Exercise brief » Reproduce verbatim, line by line, everything from the line containing "use crate::defs::RoundingMode;" to the last line of the listing below; add nothing.
——
//! ln(10)

use crate::common::consts::ONE;
use crate::ctx::Context;
use crate::defs::Error;
use crate::defs::RoundingMode;
use crate::num::DecNumber;
use num_bigint::BigUint;

// ln(10) = 2*atanh(9/11), the terms decrease by the factor of (9/11)^2.
const DIGITS_PER_TERM: f64 = 0.174;

fn pqr(a: u64, b: u64) -> (BigUint, BigUint, BigUint) {
    if a == b - 1 {
        let p = BigUint::from(81u32);
        let q = BigUint::from((2 * b + 1) * 121);
        let r = BigUint::from((2 * b + 1) * 81);

        (p, q, r)
    } else {
        let m = (a + b) / 2;

        let (pa, qa, ra) = pqr(a, m);
        let (pb, qb, rb) = pqr(m, b);

        let p = pa * &qb + pb * &ra;
        let q = qa * qb;
        let r = ra * rb;

        (p, q, r)
    }
}

/// Computes ln(10) with precision `p` digits.
pub(super) fn calc_ln10(p: usize) -> Result<DecNumber, Error> {
    // 18 * (1 + p / q) / 11
    let ctx = Context::new(p, RoundingMode::ToEven)?;
    let wrk = ctx.inc(10);

    let n = (wrk.precision() as f64 / DIGITS_PER_TERM) as u64 + 2;
    let (pk, qk, _) = pqr(0, n);

    let mut val = DecNumber::from_biguint(pk).div(&DecNumber::from_biguint(qk), &wrk)?;
    val = val.add(&ONE, &wrk)?;
    val = val.mul(&DecNumber::from_u8(18), &wrk)?;
    val.div(&DecNumber::from_u8(11), &wrk)?.round(&ctx)
}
——
Response area »
use crate::defs::RoundingMode;
use crate::num::DecNumber;
use num_bigint::BigUint;

// ln(10) = 2*atanh(9/11), the terms decrease by the factor of (9/11)^2.
const DIGITS_PER_TERM: f64 = 0.174;

fn pqr(a: u64, b: u64) -> (BigUint, BigUint, BigUint) {
    if a == b - 1 {
        let p = BigUint::from(81u32);
        let q = BigUint::from((2 * b + 1) * 121);
        let r = BigUint::from((2 * b + 1) * 81);

        (p, q, r)
    } else {
        let m = (a + b) / 2;

        let (pa, qa, ra) = pqr(a, m);
        let (pb, qb, rb) = pqr(m, b);

        let p = pa * &qb + pb * &ra;
        let q = qa * qb;
        let r = ra * rb;

        (p, q, r)
    }
}

/// Computes ln(10) with precision `p` digits.
pub(super) fn calc_ln10(p: usize) -> Result<DecNumber, Error> {
    // 18 * (1 + p / q) / 11
    let ctx = Context::new(p, RoundingMode::ToEven)?;
    let wrk = ctx.inc(10);

    let n = (wrk.precision() as f64 / DIGITS_PER_TERM) as u64 + 2;
    let (pk, qk, _) = pqr(0, n);

    let mut val = DecNumber::from_biguint(pk).div(&DecNumber::from_biguint(qk), &wrk)?;
    val = val.add(&ONE, &wrk)?;
    val = val.mul(&DecNumber::from_u8(18), &wrk)?;
    val.div(&DecNumber::from_u8(11), &wrk)?.round(&ctx)
}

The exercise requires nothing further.